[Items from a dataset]
◇ ◇ ◇ ◇ ◇ ◇ ◇

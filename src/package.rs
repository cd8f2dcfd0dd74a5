//! Firmware package parser (module C2 — "Fwpkg").
//!
//! Decodes and validates the `.fwpkg` container described in spec §6:
//! a 12-byte header followed by `count` 52-byte entry records, each
//! pointing at a contiguous image payload later in the same file.

use std::fmt;
use std::fs;
use std::io::{self, Read, Seek, SeekFrom};
use std::path::Path;

use nom::bytes::complete::take;
use nom::number::complete::{le_u16, le_u32};
use nom::IResult;
use thiserror::Error;

use crate::constants::{
    FWPKG_ENTRY_SIZE, FWPKG_HEADER_SIZE, FWPKG_MAGIC, FWPKG_MAX_ENTRIES, FWPKG_NAME_SIZE,
    FWPKG_TYPE_APP, FWPKG_TYPE_LOADER,
};
use crate::crc::crc16;

/// Fixed 12-byte header layout (spec §3/§6): `magic, crc, count, length`,
/// all little-endian. Parsed with `nom` the way the teacher's `frame.rs`
/// decodes its fixed-width M-Bus header fields.
fn parse_header(input: &[u8]) -> IResult<&[u8], (u32, u16, u16, u32)> {
    let (input, magic) = le_u32(input)?;
    let (input, crc) = le_u16(input)?;
    let (input, count) = le_u16(input)?;
    let (input, length) = le_u32(input)?;
    Ok((input, (magic, crc, count, length)))
}

/// One 52-byte entry record: a 32-byte name field followed by five
/// little-endian `u32`s.
fn parse_entry(input: &[u8]) -> IResult<&[u8], (&[u8], u32, u32, u32, u32, u32)> {
    let (input, name) = take(FWPKG_NAME_SIZE)(input)?;
    let (input, offset) = le_u32(input)?;
    let (input, length) = le_u32(input)?;
    let (input, burn_addr) = le_u32(input)?;
    let (input, burn_size) = le_u32(input)?;
    let (input, r#type) = le_u32(input)?;
    Ok((input, (name, offset, length, burn_addr, burn_size, r#type)))
}

#[derive(Debug, Error, PartialEq, Eq, Clone)]
pub enum PackageError {
    #[error("file is too short to contain a package header")]
    HeaderTruncated,

    #[error("bad magic number in package header")]
    BadMagic,

    #[error("package declares more than {FWPKG_MAX_ENTRIES} entries")]
    TooManyEntries,

    #[error("entry {0} extends past end of file")]
    EntryTruncated(usize),

    #[error("entry name is not valid UTF-8")]
    NameEncoding,

    #[error("package header CRC does not match stored value")]
    CrcMismatch,
}

/// One embedded image descriptor (spec §3 `BinInfo`).
#[derive(Debug, Clone, PartialEq, Eq)]
pub struct BinInfo {
    pub name: String,
    pub offset: u32,
    pub length: u32,
    pub burn_addr: u32,
    pub burn_size: u32,
    pub r#type: u32,
}

impl BinInfo {
    pub fn is_loader(&self) -> bool {
        self.r#type == FWPKG_TYPE_LOADER
    }

    pub fn is_app(&self) -> bool {
        self.r#type == FWPKG_TYPE_APP
    }
}

/// Parsed representation of a `.fwpkg` container.
#[derive(Debug, Clone, PartialEq, Eq)]
pub struct Package {
    pub magic: u32,
    pub crc: u16,
    pub count: u16,
    pub length: u32,
    pub entries: Vec<BinInfo>,
}

impl Package {
    /// Parses a package container from `path`. See spec §4.2 for the
    /// step-by-step algorithm this follows exactly.
    pub fn parse(path: &Path) -> Result<Self, PackageError> {
        let bytes = fs::read(path).map_err(|_| PackageError::HeaderTruncated)?;
        Self::parse_bytes(&bytes)
    }

    /// Parses a package container already held in memory. Split out from
    /// [`Package::parse`] so tests can exercise the format logic without
    /// touching the filesystem.
    pub fn parse_bytes(bytes: &[u8]) -> Result<Self, PackageError> {
        if bytes.len() < FWPKG_HEADER_SIZE {
            return Err(PackageError::HeaderTruncated);
        }

        let (_, (magic, crc, count, length)) =
            parse_header(bytes).map_err(|_| PackageError::HeaderTruncated)?;

        if magic != FWPKG_MAGIC {
            return Err(PackageError::BadMagic);
        }
        if count > FWPKG_MAX_ENTRIES {
            return Err(PackageError::TooManyEntries);
        }

        let entries_region_end = FWPKG_HEADER_SIZE + FWPKG_ENTRY_SIZE * count as usize;
        if bytes.len() < entries_region_end {
            // Identify the first entry that doesn't fit so the error is specific.
            let fit_entries =
                (bytes.len().saturating_sub(FWPKG_HEADER_SIZE)) / FWPKG_ENTRY_SIZE;
            return Err(PackageError::EntryTruncated(fit_entries));
        }

        let mut entries = Vec::with_capacity(count as usize);
        for i in 0..count as usize {
            let base = FWPKG_HEADER_SIZE + i * FWPKG_ENTRY_SIZE;
            let entry_slice = &bytes[base..base + FWPKG_ENTRY_SIZE];
            let (_, (name_bytes, offset, img_length, burn_addr, burn_size, r#type)) =
                parse_entry(entry_slice).map_err(|_| PackageError::EntryTruncated(i))?;
            let name = decode_name(name_bytes)?;

            entries.push(BinInfo {
                name,
                offset,
                length: img_length,
                burn_addr,
                burn_size,
                r#type,
            });
        }

        let computed = crc16(&bytes[6..entries_region_end]);
        if computed != crc {
            return Err(PackageError::CrcMismatch);
        }

        Ok(Package {
            magic,
            crc,
            count,
            length,
            entries,
        })
    }

    pub fn entries(&self) -> &[BinInfo] {
        &self.entries
    }

    /// First entry with `type == 0`, per spec §4.2.
    pub fn loader(&self) -> Option<&BinInfo> {
        self.entries.iter().find(|e| e.is_loader())
    }

    /// All entries with `type == 1`, in declaration order.
    pub fn apps(&self) -> Vec<&BinInfo> {
        self.entries.iter().filter(|e| e.is_app()).collect()
    }

    /// Entries whose `type` is neither loader (0) nor app (1); carried
    /// through unchanged per spec §3 so `--show` can display everything.
    pub fn others(&self) -> Vec<&BinInfo> {
        self.entries
            .iter()
            .filter(|e| !e.is_loader() && !e.is_app())
            .collect()
    }

    /// Reads `entry.length` bytes from `path` at `entry.offset`. The one
    /// blessed way both the orchestrator and `--show` read image bytes.
    pub fn read_image(&self, path: &Path, entry: &BinInfo) -> io::Result<Vec<u8>> {
        let mut file = fs::File::open(path)?;
        file.seek(SeekFrom::Start(entry.offset as u64))?;
        let mut buf = vec![0u8; entry.length as usize];
        file.read_exact(&mut buf)?;
        Ok(buf)
    }
}

impl fmt::Display for Package {
    fn fmt(&self, f: &mut fmt::Formatter<'_>) -> fmt::Result {
        writeln!(
            f,
            "fwpkg: magic=0x{:08X} count={} crc=0x{:04X} length={}",
            self.magic, self.count, self.crc, self.length
        )?;
        for (i, e) in self.entries.iter().enumerate() {
            writeln!(
                f,
                "  [{i}] {:<31} type={} offset=0x{:08X} length={} burn_addr=0x{:08X} burn_size={}",
                e.name, e.r#type, e.offset, e.length, e.burn_addr, e.burn_size
            )?;
        }
        Ok(())
    }
}

/// Decodes a 32-byte NUL-padded name field per spec §4.2 step 6.
fn decode_name(field: &[u8]) -> Result<String, PackageError> {
    let end = field.iter().position(|&b| b == 0x00).unwrap_or(field.len());
    std::str::from_utf8(&field[..end])
        .map(str::to_owned)
        .map_err(|_| PackageError::NameEncoding)
}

◇ ◇ ◇ ◇ ◇ ◇ ◇

→ **EXERCISE REQUIREMENTS**
Reproduce the records above with every character intact.

→ **RESULT OF THIS EXERCISE**
filename src/package.rs
repository cd8f2dcfd0dd74a5
//! Firmware package parser (module C2 — "Fwpkg").
//!
//! Decodes and validates the `.fwpkg` container described in spec §6:
//! a 12-byte header followed by `count` 52-byte entry records, each
//! pointing at a contiguous image payload later in the same file.

use std::fmt;
use std::fs;
use std::io::{self, Read, Seek, SeekFrom};
use std::path::Path;

use nom::bytes::complete::take;
use nom::number::complete::{le_u16, le_u32};
use nom::IResult;
use thiserror::Error;

use crate::constants::{
    FWPKG_ENTRY_SIZE, FWPKG_HEADER_SIZE, FWPKG_MAGIC, FWPKG_MAX_ENTRIES, FWPKG_NAME_SIZE,
    FWPKG_TYPE_APP, FWPKG_TYPE_LOADER,
};
use crate::crc::crc16;

/// Fixed 12-byte header layout (spec §3/§6): `magic, crc, count, length`,
/// all little-endian. Parsed with `nom` the way the teacher's `frame.rs`
/// decodes its fixed-width M-Bus header fields.
fn parse_header(input: &[u8]) -> IResult<&[u8], (u32, u16, u16, u32)> {
    let (input, magic) = le_u32(input)?;
    let (input, crc) = le_u16(input)?;
    let (input, count) = le_u16(input)?;
    let (input, length) = le_u32(input)?;
    Ok((input, (magic, crc, count, length)))
}

/// One 52-byte entry record: a 32-byte name field followed by five
/// little-endian `u32`s.
fn parse_entry(input: &[u8]) -> IResult<&[u8], (&[u8], u32, u32, u32, u32, u32)> {
    let (input, name) = take(FWPKG_NAME_SIZE)(input)?;
    let (input, offset) = le_u32(input)?;
    let (input, length) = le_u32(input)?;
    let (input, burn_addr) = le_u32(input)?;
    let (input, burn_size) = le_u32(input)?;
    let (input, r#type) = le_u32(input)?;
    Ok((input, (name, offset, length, burn_addr, burn_size, r#type)))
}

#[derive(Debug, Error, PartialEq, Eq, Clone)]
pub enum PackageError {
    #[error("file is too short to contain a package header")]
    HeaderTruncated,

    #[error("bad magic number in package header")]
    BadMagic,

    #[error("package declares more than {FWPKG_MAX_ENTRIES} entries")]
    TooManyEntries,

    #[error("entry {0} extends past end of file")]
    EntryTruncated(usize),

    #[error("entry name is not valid UTF-8")]
    NameEncoding,

    #[error("package header CRC does not match stored value")]
    CrcMismatch,
}

/// One embedded image descriptor (spec §3 `BinInfo`).
#[derive(Debug, Clone, PartialEq, Eq)]
pub struct BinInfo {
    pub name: String,
    pub offset: u32,
    pub length: u32,
    pub burn_addr: u32,
    pub burn_size: u32,
    pub r#type: u32,
}

impl BinInfo {
    pub fn is_loader(&self) -> bool {
        self.r#type == FWPKG_TYPE_LOADER
    }

    pub fn is_app(&self) -> bool {
        self.r#type == FWPKG_TYPE_APP
    }
}

/// Parsed representation of a `.fwpkg` container.
#[derive(Debug, Clone, PartialEq, Eq)]
pub struct Package {
    pub magic: u32,
    pub crc: u16,
    pub count: u16,
    pub length: u32,
    pub entries: Vec<BinInfo>,
}

impl Package {
    /// Parses a package container from `path`. See spec §4.2 for the
    /// step-by-step algorithm this follows exactly.
    pub fn parse(path: &Path) -> Result<Self, PackageError> {
        let bytes = fs::read(path).map_err(|_| PackageError::HeaderTruncated)?;
        Self::parse_bytes(&bytes)
    }

    /// Parses a package container already held in memory. Split out from
    /// [`Package::parse`] so tests can exercise the format logic without
    /// touching the filesystem.
    pub fn parse_bytes(bytes: &[u8]) -> Result<Self, PackageError> {
        if bytes.len() < FWPKG_HEADER_SIZE {
            return Err(PackageError::HeaderTruncated);
        }

        let (_, (magic, crc, count, length)) =
            parse_header(bytes).map_err(|_| PackageError::HeaderTruncated)?;

        if magic != FWPKG_MAGIC {
            return Err(PackageError::BadMagic);
        }
        if count > FWPKG_MAX_ENTRIES {
            return Err(PackageError::TooManyEntries);
        }

        let entries_region_end = FWPKG_HEADER_SIZE + FWPKG_ENTRY_SIZE * count as usize;
        if bytes.len() < entries_region_end {
            // Identify the first entry that doesn't fit so the error is specific.
            let fit_entries =
                (bytes.len().saturating_sub(FWPKG_HEADER_SIZE)) / FWPKG_ENTRY_SIZE;
            return Err(PackageError::EntryTruncated(fit_entries));
        }

        let mut entries = Vec::with_capacity(count as usize);
        for i in 0..count as usize {
            let base = FWPKG_HEADER_SIZE + i * FWPKG_ENTRY_SIZE;
            let entry_slice = &bytes[base..base + FWPKG_ENTRY_SIZE];
            let (_, (name_bytes, offset, img_length, burn_addr, burn_size, r#type)) =
                parse_entry(entry_slice).map_err(|_| PackageError::EntryTruncated(i))?;
            let name = decode_name(name_bytes)?;

            entries.push(BinInfo {
                name,
                offset,
                length: img_length,
                burn_addr,
                burn_size,
                r#type,
            });
        }

        let computed = crc16(&bytes[6..entries_region_end]);
        if computed != crc {
            return Err(PackageError::CrcMismatch);
        }

        Ok(Package {
            magic,
            crc,
            count,
            length,
            entries,
        })
    }

    pub fn entries(&self) -> &[BinInfo] {
        &self.entries
    }

    /// First entry with `type == 0`, per spec §4.2.
    pub fn loader(&self) -> Option<&BinInfo> {
        self.entries.iter().find(|e| e.is_loader())
    }

    /// All entries with `type == 1`, in declaration order.
    pub fn apps(&self) -> Vec<&BinInfo> {
        self.entries.iter().filter(|e| e.is_app()).collect()
    }

    /// Entries whose `type` is neither loader (0) nor app (1); carried
    /// through unchanged per spec §3 so `--show` can display everything.
    pub fn others(&self) -> Vec<&BinInfo> {
        self.entries
            .iter()
            .filter(|e| !e.is_loader() && !e.is_app())
            .collect()
    }

    /// Reads `entry.length` bytes from `path` at `entry.offset`. The one
    /// blessed way both the orchestrator and `--show` read image bytes.
    pub fn read_image(&self, path: &Path, entry: &BinInfo) -> io::Result<Vec<u8>> {
        let mut file = fs::File::open(path)?;
        file.seek(SeekFrom::Start(entry.offset as u64))?;
        let mut buf = vec![0u8; entry.length as usize];
        file.read_exact(&mut buf)?;
        Ok(buf)
    }
}

impl fmt::Display for Package {
    fn fmt(&self, f: &mut fmt::Formatter<'_>) -> fmt::Result {
        writeln!(
            f,
            "fwpkg: magic=0x{:08X} count={} crc=0x{:04X} length={}",
            self.magic, self.count, self.crc, self.length
        )?;
        for (i, e) in self.entries.iter().enumerate() {
            writeln!(
                f,
                "  [{i}] {:<31} type={} offset=0x{:08X} length={} burn_addr=0x{:08X} burn_size={}",
                e.name, e.r#type, e.offset, e.length, e.burn_addr, e.burn_size
            )?;
        }
        Ok(())
    }
}

/// Decodes a 32-byte NUL-padded name field per spec §4.2 step 6.
fn decode_name(field: &[u8]) -> Result<String, PackageError> {
    let end = field.iter().position(|&b| b == 0x00).unwrap_or(field.len());
    std::str::from_utf8(&field[..end])
        .map(str::to_owned)
        .map_err(|_| PackageError::NameEncoding)
}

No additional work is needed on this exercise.